We now briefly discuss several relevant papers in the literature. Hutt et al. [53] applied an analytical stability method to a one-dimensional neural field model with lateral inhibition and axonal delay to find instabilities where spatio-temporal patterns can form. These are referred to as Turing instabilities. The method uses a linearised stability analysis to identify the unstable wavenumbers in a spatial perturbation that can cause a periodic pattern to form. A Turing instability was identified, as seen in activator-inhibitor systems [97]. Hutt et al. observed oscillatory or wave bifurcations in their neural field
model with local inhibition and lateral excitation when the delay exceeded a threshold. The Turing instabilities were independent of delay effects. Recently, Turing structures have also been analysed in several two-dimensional models. Steyn-Rosset al.[94] studied a continuum model of a noise-driven cortex with gap junction connections between inhibitory neurons. Using a linear stability analysis and numerical simulation, they found that Turing structures form when the diffusive coupling between gap junctions is large. Coombes et al. [18] studied another continuum model with space-dependent axonal delays. In this chapter we apply the linear stability analysis of [53] to both the Amari model and the gap junction model. Instead of lateral inhibition, we use the decaying oscillatory coupling function and smooth firing rate function introduced in Chapter 3. We look for Turing structures in both one and two spatial dimensions.

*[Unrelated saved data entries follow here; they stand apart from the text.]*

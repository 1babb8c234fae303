//! Interview time budget
//!
//! Pure arithmetic over caller-supplied timestamps. The caller turns the
//! result into the engine's time-exceeded signal.

use crate::FORCE_COMPLETION_SECS;

#[derive(Debug, Clone, Copy, PartialEq)]
pub struct TimeBudget {
    max_minutes: f64,
}

/// Outcome of a budget check
#[derive(Debug, Clone, Copy, PartialEq, Eq)]
pub struct TimeCheck {
    pub exceeded: bool,
    pub remaining_seconds: u64,
}

impl TimeCheck {
    /// Exceeded, or close enough that the interview should be wrapped up
    pub fn should_conclude(&self) -> bool {
        self.exceeded || self.remaining_seconds <= FORCE_COMPLETION_SECS
    }
}

impl TimeBudget {
    /// `None` unless the limit is positive
    pub fn from_minutes(max_minutes: f64) -> Option<Self> {
        (max_minutes.is_finite() && max_minutes > 0.0).then_some(Self { max_minutes })
    }

    pub fn max_minutes(&self) -> f64 {
        self.max_minutes
    }

    pub fn check(&self, start: f64, now: f64) -> TimeCheck {
        let elapsed = (now - start).max(0.0);
        if elapsed / 60.0 >= self.max_minutes {
            return TimeCheck {
                exceeded: true,
                remaining_seconds: 0,
            };
        }
        TimeCheck {
            exceeded: false,
            remaining_seconds: (self.max_minutes * 60.0 - elapsed) as u64,
        }
    }
}

/// Budget check for an optional limit; no limit never concludes
pub fn should_conclude(budget: Option<&TimeBudget>, start: Option<f64>, now: f64) -> bool {
    match (budget, start) {
        (Some(budget), Some(start)) => budget.check(start, now).should_conclude(),
        _ => false,
    }
}
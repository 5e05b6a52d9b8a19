//! # Maranello Core Types
//!
//! Layer 0 of the workspace: the normalized race data handed over by the ingestion
//! adapter. Every other crate borrows these types; none of them mutate a session.

pub mod enums;
pub mod error;
pub mod structs;

// Re-export the core types to provide a clean public API.
pub use enums::{Retirement, Series, StandingsSide, TrackStatus, TrackType};
pub use error::CoreError;
pub use structs::{DriverId, Driver, EventInfo, Lap, RaceId, RaceSession, Standing, TeamId};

The plan of the chapter is as follows. Section 8.2 looks at the Amari model and the gap junction model in one spatial dimension. For the Amari model, spatially uniform steady states of the system are found as a function of system parameters. Regions of parameter space where Turing instabilities can occur are found using a linear stability analysis. Numerical simulations are undertaken to find Turing structures for particular parameter values. This involves numerically integrating with an initial condition of a spatially uniform steady state plus a very small random spatial perturbation. To explain the results, spatially periodic patterns are represented by Fourier series. Bifurcation analysis finds regions of parameter space where both stable and unstable periodic patterns exist. We see that the transiency of some solutions is related to a type-I intermittency. The same method is then applied to the gap junction model and numerical simulations are presented. In Section 8.3, the analysis is extended to two spatial dimensions for the Amari model only. Numerical simulations are presented.